Cytochrome c Is Released from the Mitochondria of Vulnerable Hippocampal CA1 Neurons in Rats After Transient Global Cerebral Ischemia

Abstract

Release of cytochrome c from mitochondria to the cytosol is a critical step in apoptotic cell death after focal cerebral ischemia. The role of cytochrome c release on selective vulnerability and delayed death of hippocampal CA1 neurons after transient global ischemia is unknown and is the subject of this study. Global ischemia was induced by 10 min of bilateral common carotid artery occlusion and hypotension. Cytosolic expression of cytochrome c was evaluated by immunohisto- chemistry and Western blotting. Apoptosis after global ischemia was characterized by terminal deoxynucleotidyl transferase-mediated uridine 5′-triphosphate-biotin nick end labeling (TUNEL) staining and genomic DNA gel electrophoresis.

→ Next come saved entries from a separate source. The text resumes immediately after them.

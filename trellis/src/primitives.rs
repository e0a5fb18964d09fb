//! Core primitive types for Trellis.
//!
//! Geometry is in whole device pixels. Layout rounds once, when flexible
//! space is split, and everything downstream stays integral so that child
//! extents always sum exactly to their parent's.

use std::ops::{Add, Neg, Sub};

use serde::{Deserialize, Serialize};

/// A point in 2D pixel space.
#[derive(Debug, Clone, Copy, PartialEq, Eq, Hash, Default)]
pub struct Point {
    pub x: i32,
    pub y: i32,
}

impl Point {
    pub const ORIGIN: Self = Self { x: 0, y: 0 };

    #[inline]
    pub const fn new(x: i32, y: i32) -> Self {
        Self { x, y }
    }
}

impl From<(i32, i32)> for Point {
    fn from((x, y): (i32, i32)) -> Self {
        Self { x, y }
    }
}

impl Add for Point {
    type Output = Self;
    fn add(self, rhs: Self) -> Self {
        Self {
            x: self.x.saturating_add(rhs.x),
            y: self.y.saturating_add(rhs.y),
        }
    }
}

impl Sub for Point {
    type Output = Self;
    fn sub(self, rhs: Self) -> Self {
        Self {
            x: self.x.saturating_sub(rhs.x),
            y: self.y.saturating_sub(rhs.y),
        }
    }
}

impl Neg for Point {
    type Output = Self;
    fn neg(self) -> Self {
        Self { x: -self.x, y: -self.y }
    }
}

/// A 2D size in pixels.
#[derive(Debug, Clone, Copy, PartialEq, Eq, Hash, Default)]
pub struct Size {
    pub width: i32,
    pub height: i32,
}

impl Size {
    pub const ZERO: Self = Self { width: 0, height: 0 };

    #[inline]
    pub const fn new(width: i32, height: i32) -> Self {
        Self { width, height }
    }

    /// Componentwise maximum.
    #[inline]
    pub fn max(self, other: Size) -> Size {
        Size::new(self.width.max(other.width), self.height.max(other.height))
    }

    /// Componentwise minimum.
    #[inline]
    pub fn min(self, other: Size) -> Size {
        Size::new(self.width.min(other.width), self.height.min(other.height))
    }
}

impl From<(i32, i32)> for Size {
    fn from((width, height): (i32, i32)) -> Self {
        Self { width, height }
    }
}

/// A rectangle in pixel coordinates.
#[derive(Debug, Clone, Copy, PartialEq, Eq, Hash, Default)]
pub struct Rect {
    pub x: i32,
    pub y: i32,
    pub width: i32,
    pub height: i32,
}

impl Rect {
    pub const ZERO: Self = Self {
        x: 0,
        y: 0,
        width: 0,
        height: 0,
    };

    #[inline]
    pub const fn new(x: i32, y: i32, width: i32, height: i32) -> Self {
        Self { x, y, width, height }
    }

    #[inline]
    pub fn from_origin_size(origin: Point, size: Size) -> Self {
        Self {
            x: origin.x,
            y: origin.y,
            width: size.width,
            height: size.height,
        }
    }

    /// Check if a point is inside this rectangle.
    #[inline]
    pub fn contains(&self, point: Point) -> bool {
        point.x >= self.x
            && point.x < self.right()
            && point.y >= self.y
            && point.y < self.bottom()
    }

    #[inline]
    pub fn origin(&self) -> Point {
        Point { x: self.x, y: self.y }
    }

    #[inline]
    pub fn size(&self) -> Size {
        Size {
            width: self.width,
            height: self.height,
        }
    }

    #[inline]
    pub fn right(&self) -> i32 {
        self.x + self.width
    }

    #[inline]
    pub fn bottom(&self) -> i32 {
        self.y + self.height
    }

    /// Translate this rectangle by an offset.
    #[inline]
    pub fn translate(&self, offset: Point) -> Self {
        Self {
            x: self.x + offset.x,
            y: self.y + offset.y,
            ..*self
        }
    }
}

/// RGBA color with components in 0.0-1.0 range.
#[derive(Debug, Clone, Copy, PartialEq, Default, Serialize, Deserialize)]
pub struct Color {
    pub r: f32,
    pub g: f32,
    pub b: f32,
    pub a: f32,
}

impl Color {
    pub const TRANSPARENT: Self = Self::rgba(0.0, 0.0, 0.0, 0.0);
    pub const BLACK: Self = Self::rgba(0.0, 0.0, 0.0, 1.0);
    pub const WHITE: Self = Self::rgba(1.0, 1.0, 1.0, 1.0);

    #[inline]
    pub const fn rgba(r: f32, g: f32, b: f32, a: f32) -> Self {
        Self { r, g, b, a }
    }

    /// Same color with a different alpha.
    #[inline]
    pub const fn with_alpha(self, a: f32) -> Self {
        Self { a, ..self }
    }
}

/// Layout direction. The major axis is the direction children flow in, the
/// cross (minor) axis is perpendicular to it.
#[derive(Debug, Clone, Copy, PartialEq, Eq, Hash, Default, Serialize, Deserialize)]
#[serde(rename_all = "lowercase")]
pub enum Axis {
    #[default]
    Vertical,
    Horizontal,
}

impl Axis {
    /// The perpendicular axis.
    #[inline]
    pub fn cross(self) -> Axis {
        match self {
            Axis::Vertical => Axis::Horizontal,
            Axis::Horizontal => Axis::Vertical,
        }
    }

    /// Extent of `size` along this axis.
    #[inline]
    pub fn main(self, size: Size) -> i32 {
        match self {
            Axis::Vertical => size.height,
            Axis::Horizontal => size.width,
        }
    }

    /// Extent of `size` across this axis.
    #[inline]
    pub fn cross_of(self, size: Size) -> i32 {
        self.cross().main(size)
    }

    /// Build a size from (main, cross) extents.
    #[inline]
    pub fn size(self, main: i32, cross: i32) -> Size {
        match self {
            Axis::Vertical => Size::new(cross, main),
            Axis::Horizontal => Size::new(main, cross),
        }
    }

    /// Build a point from (main, cross) coordinates.
    #[inline]
    pub fn point(self, main: i32, cross: i32) -> Point {
        match self {
            Axis::Vertical => Point::new(cross, main),
            Axis::Horizontal => Point::new(main, cross),
        }
    }
}
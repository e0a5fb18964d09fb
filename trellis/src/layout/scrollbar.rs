//! Scrollbar indicator and two-axis visibility resolution.

use crate::config::ScrollbarConfig;
use crate::primitives::{Axis, Color, Rect, Size};

use super::child::{Spacer, Widget, widget};
use super::constraints::{Constraints, INFINITE};
use super::context::LayoutContext;
use super::flex::Flex;
use super::length::CrossAxisAlignment;

/// Which scrollbars a list shows.
#[derive(Debug, Clone, Copy, Default, PartialEq, Eq)]
pub struct ScrollbarVisibility {
    pub major: bool,
    pub minor: bool,
}

/// Decide which scrollbars are needed for `content` inside `viewport`.
///
/// A visible bar takes `thickness` from the other axis, which can make that
/// axis overflow in turn. This runs a fixed two passes: major assuming no
/// minor bar, then minor given the major bar, then (only if the minor bar is
/// shown) major again given the minor bar. The minor decision is not
/// revisited, so content sitting exactly on the threshold of both axes can
/// flip between frames.
pub fn resolve_scrollbars(
    axis: Axis,
    content: Size,
    viewport: Size,
    thickness: i32,
) -> ScrollbarVisibility {
    let thickness = thickness.max(0);
    let (content_major, content_minor) = (axis.main(content), axis.cross_of(content));
    let (viewport_major, viewport_minor) = (axis.main(viewport), axis.cross_of(viewport));

    let mut major = content_major > viewport_major;
    let minor = content_minor > viewport_minor - if major { thickness } else { 0 };
    if minor {
        major = content_major > viewport_major - thickness;
    }
    ScrollbarVisibility { major, minor }
}

/// A proportional scrollbar: a track with a thumb covering
/// `[start, end]` of it.
#[derive(Debug, Clone, Copy, PartialEq)]
pub struct Scrollbar {
    /// Direction of the track.
    pub axis: Axis,
    pub start: f32,
    pub end: f32,
    pub thickness: i32,
    pub min_thumb: i32,
    pub track_color: Color,
    pub thumb_color: Color,
}

impl Scrollbar {
    pub fn new(axis: Axis, (start, end): (f32, f32)) -> Self {
        Self::from_config(axis, (start, end), &ScrollbarConfig::default())
    }

    pub fn from_config(axis: Axis, (start, end): (f32, f32), config: &ScrollbarConfig) -> Self {
        Self {
            axis,
            start,
            end,
            thickness: config.thickness_px,
            min_thumb: config.min_thumb_px,
            track_color: config.track_color,
            thumb_color: config.thumb_color,
        }
    }

    /// Thumb fractions on a track `track_len` pixels long, widened to at
    /// least `min_thumb` pixels without leaving the track.
    pub fn thumb(&self, track_len: i32) -> (f32, f32) {
        let start = self.start.clamp(0.0, 1.0);
        let end = self.end.clamp(start, 1.0);
        if track_len <= 0 {
            return (start, end);
        }
        let min = (self.min_thumb.max(0) as f32 / track_len as f32).min(1.0);
        let len = end - start;
        if len >= min {
            return (start, end);
        }
        // Keep the thumb at the same relative spot in the shrunken free space.
        let free = 1.0 - len;
        let start = if free > 0.0 { start * (1.0 - min) / free } else { 0.0 };
        (start, (start + min).min(1.0))
    }

    /// Whether `at` (a track fraction) hits the thumb, allowing `tolerance`
    /// on either side.
    pub fn contains_fraction(&self, track_len: i32, at: f32, tolerance: f32) -> bool {
        let (start, end) = self.thumb(track_len);
        at >= start - tolerance && at <= end + tolerance
    }

    pub fn layout(&mut self, cx: &mut LayoutContext<'_>, constraints: Constraints) -> Size {
        cx.enter("Scrollbar");
        let axis = self.axis;
        let mut track_len = constraints.major_max(axis);
        if track_len >= INFINITE {
            track_len = constraints.major_min(axis);
        }
        let size = constraints.constrain(axis.size(track_len, self.thickness));
        let (start, end) = self.thumb(axis.main(size));

        cx.primitives_mut()
            .add_solid_rect(Rect::new(0, 0, size.width, size.height), self.track_color);

        let thumb_color = self.thumb_color;
        let thumb = widget(move |cx, cs| {
            let size = cs.min;
            if size.width > 0 && size.height > 0 {
                cx.primitives_mut()
                    .add_solid_rect(Rect::new(0, 0, size.width, size.height), thumb_color);
            }
            size
        });
        Flex::new(axis)
            .cross_align(CrossAxisAlignment::Stretch)
            .flexed(start, Spacer::default())
            .flexed(end - start, thumb)
            .flexed(1.0 - end, Spacer::default())
            .layout(cx, Constraints::tight(size));

        cx.log_layout(constraints, size);
        cx.exit();
        size
    }
}

impl Widget for Scrollbar {
    fn layout(&mut self, cx: &mut LayoutContext<'_>, constraints: Constraints) -> Size {
        Scrollbar::layout(self, cx, constraints)
    }
}

#[cfg(test)]
mod tests {
    use super::*;
    use crate::display_list::DisplayList;

    const T: i32 = 10;

    fn vis(major: bool, minor: bool) -> ScrollbarVisibility {
        ScrollbarVisibility { major, minor }
    }

    #[test]
    fn test_resolve_fits() {
        let v = resolve_scrollbars(Axis::Vertical, Size::new(100, 100), Size::new(100, 100), T);
        assert_eq!(v, vis(false, false));
    }

    #[test]
    fn test_resolve_major_only() {
        let v = resolve_scrollbars(Axis::Vertical, Size::new(80, 300), Size::new(100, 100), T);
        assert_eq!(v, vis(true, false));
    }

    #[test]
    fn test_major_bar_pushes_minor_over() {
        // 95 wide fits in 100, but not in 100 - 10.
        let v = resolve_scrollbars(Axis::Vertical, Size::new(95, 300), Size::new(100, 100), T);
        assert_eq!(v, vis(true, true));
    }

    #[test]
    fn test_minor_bar_pushes_major_over() {
        let v = resolve_scrollbars(Axis::Vertical, Size::new(150, 95), Size::new(100, 100), T);
        assert_eq!(v, vis(true, true));

        let v = resolve_scrollbars(Axis::Vertical, Size::new(150, 50), Size::new(100, 100), T);
        assert_eq!(v, vis(false, true));
    }

    #[test]
    fn test_horizontal_list_axes() {
        // Horizontal list: major is width.
        let v = resolve_scrollbars(Axis::Horizontal, Size::new(300, 50), Size::new(100, 100), T);
        assert_eq!(v, vis(true, false));
    }

    #[test]
    fn test_one_pixel_over_threshold_is_stable() {
        let viewport = Size::new(100, 100);
        let content = Size::new(100, 101);
        let first = resolve_scrollbars(Axis::Vertical, content, viewport, T);
        let second = resolve_scrollbars(Axis::Vertical, content, viewport, T);
        assert_eq!(first, vis(true, true));
        assert_eq!(first, second);
    }

    #[test]
    fn test_scrollbar_draws_track_and_thumb() {
        let mut out = DisplayList::new();
        let mut cx = LayoutContext::new(&mut out);
        let mut bar = Scrollbar::new(Axis::Vertical, (0.25, 0.75));
        let size = bar.layout(&mut cx, Constraints::loose(Size::new(50, 100)));
        assert_eq!(size, Size::new(10, 100));
        let track = bar.track_color;
        let thumb = bar.thumb_color;
        assert_eq!(out.fills_with(track), vec![Rect::new(0, 0, 10, 100)]);
        assert_eq!(out.fills_with(thumb), vec![Rect::new(0, 25, 10, 50)]);
    }

    #[test]
    fn test_thumb_widened_to_minimum() {
        let bar = Scrollbar::new(Axis::Vertical, (0.5, 0.51));
        let (start, end) = bar.thumb(100);
        assert!((end - start - 0.16).abs() < 1e-6);
        assert!(start > 0.4 && end < 0.6);

        let mut out = DisplayList::new();
        let mut cx = LayoutContext::new(&mut out);
        let mut bar = bar;
        bar.layout(&mut cx, Constraints::tight(Size::new(10, 100)));
        let thumb = out.fills_with(bar.thumb_color);
        assert_eq!(thumb.len(), 1);
        assert_eq!(thumb[0].height, 16);
        assert_eq!(thumb[0].y, 42);
    }

    #[test]
    fn test_full_thumb() {
        let bar = Scrollbar::new(Axis::Horizontal, (0.0, 1.0));
        assert_eq!(bar.thumb(100), (0.0, 1.0));
        assert!(bar.contains_fraction(100, 0.5, 0.0));
    }

    #[test]
    fn test_contains_fraction_tolerance() {
        let bar = Scrollbar::new(Axis::Vertical, (0.4, 0.6));
        assert!(bar.contains_fraction(200, 0.39, 0.02));
        assert!(!bar.contains_fraction(200, 0.3, 0.02));
        assert!(!bar.contains_fraction(200, 0.7, 0.02));
    }
}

Immunohistochemistry showed cytosolic cytochrome c-positive cells exclusively in the vulnerable CA1 subregion of the hippocampus as early as 2 h after ischemia. Double fluorescent immunostaining confirmed that CA1 neurons and a small number of astrocytes expressed cytochrome c. Western blot analysis revealed a band (15kDa) of cytochrome c in the cytosolic fraction, and a corresponding decrease in the mitochondrial fraction. A significant number of TUNEL-positive cells appeared only in the CA1 pyramidal cell layer of the hippocampus, and DNA gel electrophoresis showed a significant amount of DNA fragmentation 3–5 days after ischemia. Our data provide the first evidence that cytochrome c was released to the cytosol from mitochondria in CA1 neurons after global ischemia, and that the release preceded DNA fragmentation. These findings suggest that cytochrome c may be involved in the delayed death of hippocampal CA1 neurons in rats after transient global ischemia.